Here is a quote, and I would like to see if you can identify where it comes from, who the author is.

“I can’t stand your religious meetings. I’m fed up with your conferences and conventions. I want nothing to do with your religious projects, your pretentious slogans and goals. I’m sick of your fund-raising schemes, your public relations and image making. I’ve had all I can take of your noisy ego-music. When was the last time you sang to me? Do you know what I want? I want justice—oceans of it. I want fairness—rivers of it. That’s what I want. That’s all I want” (Amos 5:21-24)

It may not sound like the Biblical language we are used to hearing, but it is from the Bible, the Old Testament, the Book of the Prophet Amos to be precise. As you know there are many translations of the Bible. Each weekend, Catholics in Canada and much of the English-speaking world hear God’s Word from a version called the New Revised Standard Version (N.R.S.V.). This quote I just read doesn’t come from the N.R.S.V. but comes from a translation called The Message.
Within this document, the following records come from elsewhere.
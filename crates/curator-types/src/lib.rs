//! # curator-types
//!
//! Shared domain types for the quote curator.
//!
//! This crate defines the records every other crate passes around:
//! - Quotes: extracted passages with an optional embedding and article metadata
//! - Categories: user-defined topics with a queued/pool priority state
//! - History: append-only records of delivered digests
//! - Settings: layered configuration, including every selection tunable
//!
//! ## Usage
//!
//! ```rust
//! use curator_types::{Quote, Settings};
//!
//! let settings = Settings::default();
//! assert_eq!(settings.selection.clustering.min_quotes, 5);
//! ```

pub mod category;
pub mod config;
pub mod error;
pub mod history;
pub mod quote;

pub use category::{Category, CategoryId, CategoryStatus, DEFAULT_MIN_QUOTES_FOR_DIGEST};
pub use config::{
    AnchorMode, CategoryMatchSettings, ClusteringSettings, HistorySettings, ScheduleSettings,
    SelectionSettings, Settings, TemporalSettings, WeightedSelectionSettings,
};
pub use error::CuratorTypesError;
pub use history::{DigestRecord, DigestSource, HistoryEntry};
pub use quote::{ArticleId, ArticleMeta, Embedding, Quote, QuoteId, RawEmbedding};
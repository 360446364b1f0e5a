use std::fmt;

use chrono::{DateTime, Utc};
use serde::{Deserialize, Serialize};
use uuid::Uuid;

/// Category assigned when the user picks none.
pub const DEFAULT_CATEGORY: &str = "None";

/// Filter label that shows every task.
pub const ALL_LABEL: &str = "All";

/// Opaque task identifier. Assigned once, never reused.
#[derive(Debug, Clone, Serialize, Deserialize, PartialEq, Eq, Hash, PartialOrd, Ord)]
#[serde(transparent)]
pub struct TaskId(String);

impl TaskId {
    pub fn new(value: impl Into<String>) -> Self {
        Self(value.into())
    }

    /// Fresh random (v4) identifier.
    pub fn generate() -> Self {
        Self(Uuid::new_v4().to_string())
    }

    pub fn as_str(&self) -> &str {
        &self.0
    }
}

impl fmt::Display for TaskId {
    fn fmt(&self, f: &mut fmt::Formatter<'_>) -> fmt::Result {
        f.write_str(&self.0)
    }
}

impl From<&str> for TaskId {
    fn from(value: &str) -> Self {
        Self::new(value)
    }
}

/// Task entity. Field names serialize in camelCase to keep stored data stable.
#[derive(Debug, Clone, Serialize, Deserialize, PartialEq, Eq)]
#[serde(rename_all = "camelCase")]
pub struct Task {
    pub id: TaskId,
    pub text: String,
    #[serde(default)]
    pub completed: bool,
    #[serde(default = "default_category")]
    pub category: String,
    pub date_created: DateTime<Utc>,
}

fn default_category() -> String {
    DEFAULT_CATEGORY.to_string()
}

impl Task {
    pub fn new(
        id: TaskId,
        text: impl Into<String>,
        category: impl Into<String>,
        date_created: DateTime<Utc>,
    ) -> Self {
        Self {
            id,
            text: text.into(),
            completed: false,
            category: category.into(),
            date_created,
        }
    }
}

/// Category filter applied by the view projection. Categories are open
/// strings, so any label other than `All` is a category match.
#[derive(Debug, Clone, PartialEq, Eq, Default)]
pub enum Filter {
    #[default]
    All,
    Category(String),
}

impl Filter {
    pub fn parse(label: &str) -> Self {
        let label = label.trim();
        if label.is_empty() || label == ALL_LABEL {
            Filter::All
        } else {
            Filter::Category(label.to_string())
        }
    }

    pub fn matches(&self, task: &Task) -> bool {
        match self {
            Filter::All => true,
            Filter::Category(category) => &task.category == category,
        }
    }

    pub fn label(&self) -> &str {
        match self {
            Filter::All => ALL_LABEL,
            Filter::Category(category) => category,
        }
    }
}

impl fmt::Display for Filter {
    fn fmt(&self, f: &mut fmt::Formatter<'_>) -> fmt::Result {
        f.write_str(self.label())
    }
}

/// Storage adapter contract used by the task store.
///
/// Loads never fail: absent or corrupt data degrades to an empty collection
/// or a missing marker. Saves are best effort and report failures to the
/// caller, which logs them without rolling back memory.
pub trait TaskPersistence {
    fn load_tasks(&self) -> Vec<Task>;
    fn save_tasks(&self, tasks: &[Task]) -> anyhow::Result<()>;
    fn load_reset_marker(&self) -> Option<String>;
    fn save_reset_marker(&self, marker: &str) -> anyhow::Result<()>;
}
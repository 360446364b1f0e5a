//! Pure projection of task state into what the presentation layer draws.

use crate::tasks::{Filter, Task, TaskId};

/// Aggregate counters, always over the unfiltered collection.
#[derive(Debug, Clone, Copy, Default, PartialEq, Eq)]
pub struct Counts {
    pub total: usize,
    pub completed: usize,
    pub pending: usize,
}

impl Counts {
    pub fn of(tasks: &[Task]) -> Self {
        let total = tasks.len();
        let completed = tasks.iter().filter(|t| t.completed).count();
        Self {
            total,
            completed,
            pending: total - completed,
        }
    }
}

/// Whether the presentation layer shows rows or the empty placeholder.
#[derive(Debug, Clone, Copy, PartialEq, Eq)]
pub enum DisplayMode {
    List,
    Empty,
}

#[derive(Debug, Clone, PartialEq, Eq)]
pub struct Row<'a> {
    pub task: &'a Task,
    pub editing: bool,
}

#[derive(Debug, Clone, PartialEq, Eq)]
pub struct View<'a> {
    pub rows: Vec<Row<'a>>,
    pub counts: Counts,
    pub mode: DisplayMode,
}

/// Filters `tasks` by category, keeping collection order, and marks the row
/// being edited. Counts ignore the filter.
pub fn project<'a>(tasks: &'a [Task], filter: &Filter, editing: Option<&TaskId>) -> View<'a> {
    let rows: Vec<Row<'a>> = tasks
        .iter()
        .filter(|task| filter.matches(task))
        .map(|task| Row {
            task,
            editing: editing == Some(&task.id),
        })
        .collect();

    let mode = if rows.is_empty() {
        DisplayMode::Empty
    } else {
        DisplayMode::List
    };

    View {
        rows,
        counts: Counts::of(tasks),
        mode,
    }
}
use std::{cell::Cell, rc::Rc};

use chrono::{DateTime, Local, NaiveDate, Utc};

/// Source of the current instant and calendar day.
pub trait Clock {
    fn now(&self) -> DateTime<Utc>;

    /// Calendar day used by the daily reset policy.
    fn today(&self) -> NaiveDate;
}

/// Wall clock; days follow the local time zone.
#[derive(Debug, Default, Clone, Copy)]
pub struct SystemClock;

impl Clock for SystemClock {
    fn now(&self) -> DateTime<Utc> {
        Utc::now()
    }

    fn today(&self) -> NaiveDate {
        Local::now().date_naive()
    }
}

/// Settable clock for tests. Clones share the same instant, so a test can
/// advance time after handing a clone to the store.
#[derive(Debug, Clone)]
pub struct FixedClock {
    now: Rc<Cell<DateTime<Utc>>>,
}

impl FixedClock {
    pub fn new(now: DateTime<Utc>) -> Self {
        Self {
            now: Rc::new(Cell::new(now)),
        }
    }

    /// Clock pinned to midday UTC on `date`.
    pub fn at_date(date: NaiveDate) -> Self {
        let noon = date.and_hms_opt(12, 0, 0).unwrap_or_default().and_utc();
        Self::new(noon)
    }

    pub fn set(&self, now: DateTime<Utc>) {
        self.now.set(now);
    }

    pub fn set_date(&self, date: NaiveDate) {
        self.set(date.and_hms_opt(12, 0, 0).unwrap_or_default().and_utc());
    }
}

impl Clock for FixedClock {
    fn now(&self) -> DateTime<Utc> {
        self.now.get()
    }

    fn today(&self) -> NaiveDate {
        self.now.get().date_naive()
    }
}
The Message, just like every other translation of the Bible from the original Hebrew and Greek is an interpretation. I personally like The Message translation and its interpretation. Eugene Peterson spent two years translating the Bible, the Word of God that has fed countless generations of people, into a translation with words and expressions we use today. I appreciate his effort to make the Word of God relevant to readers like me. If it’s more readable, I’m more likely to read it and ponder it. And if I’m more likely to read it, I’m more likely to try and put it into action.

Like I said, it was a quote from the Prophet Amos, who lived some 700 years before the birth of Jesus. God was sending his Word into the world by many means including the prophets of old. In the form of Jesus, God’s Word becomes human flesh, that we might hear and respond to that Word from one who was just like us—fully human. Prophets are God’s mouthpiece, but people didn’t often listen to them in Biblical times, nor are we very good at listening to the prophets God sends us here and now.
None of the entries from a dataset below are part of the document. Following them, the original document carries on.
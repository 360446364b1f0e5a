use std::{
    fs,
    path::{Path, PathBuf},
};

use color_eyre::Result;
use daybook_core::tasks::DEFAULT_CATEGORY;
use dirs::config_dir;
use serde::{Deserialize, Serialize};

use crate::theme::Theme;

/// Categories offered by the input form when the config names none.
pub const DEFAULT_CATEGORIES: [&str; 5] = ["Work", "Personal", "Home", "Shopping", "Health"];

/// User-level configuration loaded from `~/.config/daybook/config.toml` (platform-specific).
#[derive(Debug, Clone, Deserialize, Serialize, Default, PartialEq, Eq)]
pub struct Config {
    /// Override for the data directory.
    pub data_dir: Option<PathBuf>,
    /// Theme used until one is toggled and persisted.
    pub theme: Option<Theme>,
    /// Preset category labels for new tasks.
    pub categories: Option<Vec<String>>,
}

impl Config {
    /// `None` followed by the configured presets, without blanks or repeats.
    pub fn category_choices(&self) -> Vec<String> {
        let presets: Vec<String> = match &self.categories {
            Some(list) => list.clone(),
            None => DEFAULT_CATEGORIES.iter().map(|c| c.to_string()).collect(),
        };
        let mut choices = vec![DEFAULT_CATEGORY.to_string()];
        for label in presets {
            let label = label.trim().to_string();
            if !label.is_empty() && !choices.contains(&label) {
                choices.push(label);
            }
        }
        choices
    }
}

/// Load config from the default path; if missing, return defaults.
pub fn load() -> Result<Config> {
    let path = default_path()?;
    load_from_path(path)
}

/// Load config from a given path; if missing or empty, return defaults.
pub fn load_from_path(path: impl AsRef<Path>) -> Result<Config> {
    let path = path.as_ref();
    if !path.exists() {
        return Ok(Config::default());
    }
    let contents = fs::read_to_string(path)?;
    if contents.trim().is_empty() {
        return Ok(Config::default());
    }
    let cfg: Config = toml::from_str(&contents)?;
    Ok(cfg)
}

/// Resolve the default config path (platform aware).
pub fn default_path() -> Result<PathBuf> {
    let base = config_dir().ok_or_else(|| color_eyre::eyre::eyre!("no config dir available"))?;
    Ok(base.join("daybook").join("config.toml"))
}

/// Write the config to the default path unless a file is already there.
pub fn write_default_if_missing(config: &Config) -> Result<PathBuf> {
    let path = default_path()?;
    write_to_path_if_missing(config, &path)
}

fn write_to_path_if_missing(config: &Config, path: &Path) -> Result<PathBuf> {
    if path.exists() {
        return Ok(path.to_path_buf());
    }
    if let Some(parent) = path.parent() {
        fs::create_dir_all(parent)?;
    }
    let body = toml::to_string_pretty(config)?;
    fs::write(path, body)?;
    Ok(path.to_path_buf())
}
The times we are living in calls us to listen to the prophets in our midst. Prophets don’t walk among us to tell us we’re doing it all wrong and that the world is going to hell in a handbasket. Their job is not to be fortune tellers or tell us the world is about to end. Their job is to tell us the truth about God and God’s plan for the entire world. Prophets are like alarm clocks, waking us up from our sleep.
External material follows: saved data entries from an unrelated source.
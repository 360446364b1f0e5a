use std::{
    fs::{self, File},
    io::{ErrorKind, Read, Write},
    path::{Path, PathBuf},
};

use base64::{engine::general_purpose::URL_SAFE_NO_PAD, Engine as _};
use daybook_core::storage::{KeyValueStore, StoreError};
use tempfile::NamedTempFile;
use tracing::instrument;

/// File-backed store implementing the shared `KeyValueStore` contract.
/// One file per key under `root`; writes replace the file atomically.
#[derive(Debug, Clone)]
pub struct FileStore {
    root: PathBuf,
}

impl FileStore {
    pub fn new(root: impl Into<PathBuf>) -> Self {
        Self { root: root.into() }
    }

    pub fn root(&self) -> &Path {
        &self.root
    }

    fn path_for(&self, key: &str) -> PathBuf {
        self.root.join(sanitize_key(key))
    }
}

impl KeyValueStore for FileStore {
    #[instrument(skip_all, fields(key = %key))]
    fn put(&self, key: &str, value: &[u8]) -> Result<(), StoreError> {
        let path = self.path_for(key);
        write_atomic(&path, value)
    }

    #[instrument(skip_all, fields(key = %key))]
    fn get(&self, key: &str) -> Result<Vec<u8>, StoreError> {
        let path = self.path_for(key);
        let mut file = File::open(&path).map_err(|err| {
            if err.kind() == ErrorKind::NotFound {
                StoreError::NotFound {
                    key: key.to_string(),
                }
            } else {
                storage_err(err)
            }
        })?;

        let mut buf = Vec::new();
        file.read_to_end(&mut buf).map_err(storage_err)?;
        Ok(buf)
    }

    #[instrument(skip_all, fields(key = %key))]
    fn delete(&self, key: &str) -> Result<(), StoreError> {
        let path = self.path_for(key);
        match fs::remove_file(path) {
            Ok(_) => Ok(()),
            Err(err) if err.kind() == ErrorKind::NotFound => Ok(()),
            Err(err) => Err(storage_err(err)),
        }
    }
}

fn write_atomic(path: &Path, value: &[u8]) -> Result<(), StoreError> {
    let parent = path.parent().ok_or_else(|| StoreError::Storage {
        reason: "invalid storage path".to_string(),
    })?;
    fs::create_dir_all(parent).map_err(storage_err)?;

    let mut tmp = NamedTempFile::new_in(parent).map_err(storage_err)?;
    tmp.write_all(value).map_err(storage_err)?;
    tmp.flush().map_err(storage_err)?;
    tmp.persist(path).map_err(|e| storage_err(e.error))?;
    Ok(())
}

/// File name for a key; base64url keeps path separators out.
fn sanitize_key(key: &str) -> String {
    URL_SAFE_NO_PAD.encode(key)
}

fn storage_err<E: ToString>(err: E) -> StoreError {
    StoreError::Storage {
        reason: err.to_string(),
    }
}
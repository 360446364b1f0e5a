use std::time::{Duration, Instant};

use crate::tasks::TaskId;

/// Delay between an edit field losing focus and its commit, leaving room for
/// a cancel to land first.
pub const BLUR_COMMIT_DELAY: Duration = Duration::from_millis(100);

/// Commit scheduled by a blur. Runs only if the same task is still being
/// edited when it comes due.
#[derive(Debug, Clone, PartialEq, Eq)]
pub struct DeferredCommit {
    pub id: TaskId,
    pub text: String,
    pub due: Instant,
}

impl DeferredCommit {
    pub fn new(id: TaskId, text: impl Into<String>, now: Instant) -> Self {
        Self {
            id,
            text: text.into(),
            due: now + BLUR_COMMIT_DELAY,
        }
    }

    pub fn is_due(&self, now: Instant) -> bool {
        now >= self.due
    }
}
When we look at the state of our planet earth, we desperately need a wake up call. If you recall, from 1983 to 1985, an alarm clock went off and the world woke up to the famine in Ethiopia. In a very short time, 1.2 million people died from drought, 2.5 million people were displaced, and 200, 000 children became orphans. It was at that time, Irish singer, Bob Geldof, organized a makeshift band called Band Aid in the hopes of raising global awareness and much needed funds. Like everyone else, I was shocked at the images that came from Africa. I was also partly consoled by the global response to the tragedy, and felt that this was a one-off, a fluke of nature, that would probably never repeat itself in my lifetime. Boy was I wrong about that last part. Concerning Ethiopia at that time, Oxfam and Human Rights Watch attributed half of the mortality to the drought and half of the deaths to an abuse of human rights. Drought and war combined to negatively affect the lives of 8 million in Ethiopia. Much of that suffering could have been avoided but wasn’t leaving blood on our human hands.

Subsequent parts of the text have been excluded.